Return the codeword encoded from the message.

INPUT:

  • message – a vector in the message space

EXAMPLES:

sage: F.<a> = GF(4)
sage: P.<x,y> = AffineSpace(F, 2)
sage: C = Curve(y^2 + y - x^3)
sage: F = C.function_field()
sage: pls = F.places()
sage: p = C([0,0])
sage: Q, = p.places()
sage: D = [pl for pl in pls if pl != Q]
sage: G = 5*Q
sage: code = codes.DifferentialAGCode(D, G)      # long time
sage: dec = code.decoder('K', Q)                 # long time
sage: enc = dec.connected_encoder()              # long time
sage: msg = enc.message_space().random_element() # long time
sage: codeword = enc.encode(msg)                 # long time
sage: enc.unencode(codeword) == msg              # long time
True
unencode_nocheck(codeword)#

Return the message unencoded from codeword.

INPUT:

  • codeword – a vector in the code

EXAMPLES:

sage: F.<a> = GF(4)
sage: P.<x,y> = AffineSpace(F, 2)
sage: C = Curve(y^2 + y - x^3)
sage: F = C.function_field()
sage: pls = F.places()
sage: p = C([0,0])
sage: Q, = p.places()
sage: D = [pl for pl in pls if pl != Q]
sage: G = 5*Q
sage: code = codes.DifferentialAGCode(D, G)      # long time
sage: dec = code.decoder('K', Q)                 # long time
sage: enc = dec.connected_encoder()              # long time
sage: msg = enc.message_space().random_element() # long time
sage: codeword = enc.encode(msg)                 # long time
sage: enc.unencode(codeword) in enc.message_space()  # indirect doctest, long time
True
class sage.coding.ag_code_decoders.DifferentialAGCodeUniqueDecoder(code, Q=None, basis=None, verbose=False)#

Bases: Decoder

Unique decoder for a differential AG codes.

INPUT:

  • code – an evaluation AG code

  • Q – (optional) a place, not one of the places supporting the code

  • basis – (optional) a basis of the space of differentials to take residues

  • verbose – if True, verbose information is printed

EXAMPLES:

sage: F.<a> = GF(4)
sage: P.<x,y> = AffineSpace(F, 2);
sage: C = Curve(y^2 + y - x^3)
sage: F = C.function_field()
sage: pls = F.places()
sage: p = C(0,0)
sage: Q, = p.places()
sage: D = [pl for pl in pls if pl != Q]
sage: G = 5*Q
sage: code = codes.DifferentialAGCode(D, G)
sage: chan = channels.StaticErrorRateChannel(code.ambient_space(), 2)
sage: rv = chan.transmit(code.random_element())  # long time
sage: dec = code.decoder('K', Q)  # long time
sage: enc = dec.connected_encoder()  # long time
sage: enc.encode(dec.decode_to_message(rv)) in code  # long time
True

If basis is given, that defines the associated residue encoding map:

sage: basis = tuple((G - sum(D)).basis_differential_space())
sage: w = basis[0]
sage: cw = vector(w.residue(p) for p in D)
sage: dec2 = code.decoder('K', Q, basis)  # long time
sage: enc2 = dec2.connected_encoder()  # long time
sage: temp = enc2.unencode(cw); temp  # long time
(1, 0, 0)
sage: enc2.encode(temp) == cw  # long time
True
sage: w = basis[1]
sage: cw = vector(w.residue(p) for p in D)
sage: temp = enc2.unencode(cw); temp  # long time
(0, 1, 0)
sage: enc2.encode(temp) == cw  # long time
True

The default basis is given by code.basis_differentials().

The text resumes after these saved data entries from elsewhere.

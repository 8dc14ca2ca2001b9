//! Single-producer, single-consumer byte rings shared between Host and Target
//!
//! Each ring lives in target SRAM and consists of a small control block
//! followed by the data area:
//!
//! ```text
//! +0   head      u32   next slot the producer writes, owned by the producer
//! +4   tail      u32   next slot the consumer reads, owned by the consumer
//! +8   capacity  u32   number of data slots, written at construction
//! +12  data[capacity]
//! ```
//!
//! The ring is empty when `head == tail` and full when advancing `head`
//! would make it equal `tail`, so at most `capacity - 1` bytes are in flight.
//! Slots not holding live data are always zero.
//!
//! See [`crate`] for how the two rings are used.

// Copyright (C) 2025 Piers Finlayson <piers@piers.rocks>
//
// MIT License

#[cfg(feature = "async")]
pub mod futures;
pub mod sync;

#[cfg(feature = "async")]
pub use futures::{AsyncRing, AsyncRingIo, ReaderWriterRing, ReaderWriterRingIo};
pub use sync::RingBuffer;

use crate::{Error, Result};

/// Whether the user of a ring is its Producer or Consumer
#[derive(Debug, Clone, Copy, PartialEq, Eq)]
pub enum RingRole {
    Producer,
    Consumer,
}

/// Control block at the start of every ring.  Describes the layout shared
/// by [`RingBuffer`] on the target and `AsyncRing` on the host.
#[repr(C)]
#[derive(Debug, Clone, Copy, PartialEq, Eq)]
pub struct RingCb {
    /// Producer index - next slot to be written
    pub head: u32,

    /// Consumer index - next slot to be read
    pub tail: u32,

    /// Number of data slots following this control block
    pub capacity: u32,
}

/// RingCb offsets
impl RingCb {
    pub const fn head_offset() -> u32 {
        core::mem::offset_of!(RingCb, head) as u32
    }

    pub const fn tail_offset() -> u32 {
        core::mem::offset_of!(RingCb, tail) as u32
    }

    pub const fn capacity_offset() -> u32 {
        core::mem::offset_of!(RingCb, capacity) as u32
    }

    pub const fn data_offset() -> u32 {
        core::mem::size_of::<Self>() as u32
    }

    /// Number of bytes which can be written before the ring is full.
    pub fn free(&self) -> usize {
        ring_free(self.head, self.tail, self.capacity)
    }

    /// Number of bytes waiting to be consumed.
    pub fn len(&self) -> usize {
        ring_len(self.head, self.tail, self.capacity)
    }

    pub fn is_empty(&self) -> bool {
        self.head == self.tail
    }
}

/// Smallest usable ring - one live byte plus the slot that separates full
/// from empty.
pub const MIN_CAPACITY: usize = 2;

// Helper functions

pub(crate) const fn next_index(index: u32, capacity: u32) -> u32 {
    let next = index + 1;
    if next >= capacity { 0 } else { next }
}

pub(crate) const fn ring_len(head: u32, tail: u32, capacity: u32) -> usize {
    if head >= tail {
        (head - tail) as usize
    } else {
        (capacity - tail + head) as usize
    }
}

pub(crate) const fn ring_free(head: u32, tail: u32, capacity: u32) -> usize {
    capacity as usize - 1 - ring_len(head, tail, capacity)
}

#[cfg(feature = "async")]
fn check_base_addr(addr: u32) -> Result<()> {
    if addr % 4 != 0 {
        Err(Error::NotAligned)
    } else {
        Ok(())
    }
}

pub(crate) const fn check_capacity(capacity: usize) -> Result<()> {
    if capacity < MIN_CAPACITY || capacity > u32::MAX as usize {
        Err(Error::BufferTooSmall)
    } else {
        Ok(())
    }
}

#[cfg(feature = "async")]
fn consumer_only(role: RingRole) -> Result<()> {
    if role != RingRole::Consumer {
        Err(Error::InvalidOperation)
    } else {
        Ok(())
    }
}

#[cfg(feature = "async")]
fn producer_only(role: RingRole) -> Result<()> {
    if role != RingRole::Producer {
        Err(Error::InvalidOperation)
    } else {
        Ok(())
    }
}

#[cfg(test)]
mod tests {
    use super::*;

    #[test]
    fn control_block_layout() {
        assert_eq!(RingCb::head_offset(), 0);
        assert_eq!(RingCb::tail_offset(), 4);
        assert_eq!(RingCb::capacity_offset(), 8);
        assert_eq!(RingCb::data_offset(), 12);
    }

    #[test]
    fn index_arithmetic_wraps() {
        assert_eq!(next_index(14, 16), 15);
        assert_eq!(next_index(15, 16), 0);
        assert_eq!(ring_len(2, 14, 16), 4);
        assert_eq!(ring_free(2, 14, 16), 11);
        assert_eq!(ring_free(0, 0, 16), 15);
        assert_eq!(ring_free(15, 0, 16), 0);
    }

    #[test]
    fn capacity_limits() {
        assert_eq!(check_capacity(1), Err(Error::BufferTooSmall));
        assert_eq!(check_capacity(2), Ok(()));
    }
}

connected_encoder(*args, **kwargs)#

Return the connected encoder for this decoder.

INPUT:

  • args, kwargs – all additional arguments are forwarded to the constructor of the connected encoder

EXAMPLES:

sage: F.<a> = GF(4)
sage: P.<x,y> = AffineSpace(F, 2);
sage: C = Curve(y^2 + y - x^3)
sage: F = C.function_field()
sage: pls = F.places()
sage: p = C([0,0])
sage: Q, = p.places()
sage: D = [pl for pl in pls if pl != Q]
sage: G = 5*Q
sage: code = codes.DifferentialAGCode(D, G)  # long time
sage: dec = code.decoder('K', Q)             # long time
sage: dec.connected_encoder()                # long time
Encoder for [8, 3] differential AG code over GF(4)
decode_to_code(received_vector, **kwargs)#

Return the codeword decoded from received_vector.

INPUT:

  • received_vector – a vector in the ambient space of the code

  • verbose – boolean; if True, verbose information on the decoding process is printed

EXAMPLES:

sage: F.<a> = GF(4)
sage: P.<x,y> = AffineSpace(F, 2);
sage: C = Curve(y^2 + y - x^3)
sage: F = C.function_field()
sage: pls = F.places()
sage: p = C([0,0])
sage: Q, = p.places()
sage: D = [pl for pl in pls if pl != Q]
sage: G = 5*Q
sage: code = codes.DifferentialAGCode(D, G)  # long time
sage: dec = code.decoder('K', Q)             # long time
sage: enc = dec.connected_encoder()          # long time
sage: code = dec.code()                      # long time
sage: chan = channels.StaticErrorRateChannel(code.ambient_space(), 2) # long time
sage: rv = chan.transmit(code.random_element())  # long time
sage: cw = dec.decode_to_code(rv)                # long time
sage: (cw - rv).hamming_weight() == 2            # long time
True
decode_to_message(received_vector, **kwargs)#

Return the message decoded from received_vector.

INPUT:

  • received_vector – a vector in the ambient space of the code

  • verbose – boolean; if True, verbose information on the decoding process is printed

EXAMPLES:

sage: F.<a> = GF(4)
sage: P.<x,y> = AffineSpace(F, 2);
sage: C = Curve(y^2 + y - x^3)
sage: F = C.function_field()
sage: pls = F.places()
sage: p = C([0,0])
sage: Q, = p.places()
sage: D = [pl for pl in pls if pl != Q]
sage: G = 5*Q
sage: code = codes.DifferentialAGCode(D, G)  # long time
sage: dec = code.decoder('K', Q)             # long time
sage: enc = dec.connected_encoder()          # long time
sage: code = dec.code()                      # long time
sage: chan = channels.StaticErrorRateChannel(code.ambient_space(), 2)  # long time
sage: rv = chan.transmit(code.random_element())  # long time
sage: msg = dec.decode_to_message(rv)            # long time
sage: cw = enc.encode(msg)                       # long time
sage: (cw - rv).hamming_weight() == 2            # long time
True
decoding_radius()#

Return the decoding radius of the decoder.

EXAMPLES:

sage: F.<a> = GF(4)
sage: P.<x,y> = AffineSpace(F, 2);
sage: C = Curve(y^2 + y - x^3)
sage: F = C.function_field()
sage: pls = F.places()
sage: p = C([0,0])
sage: Q, = p.places()
sage: D = [pl for pl in pls if pl != Q]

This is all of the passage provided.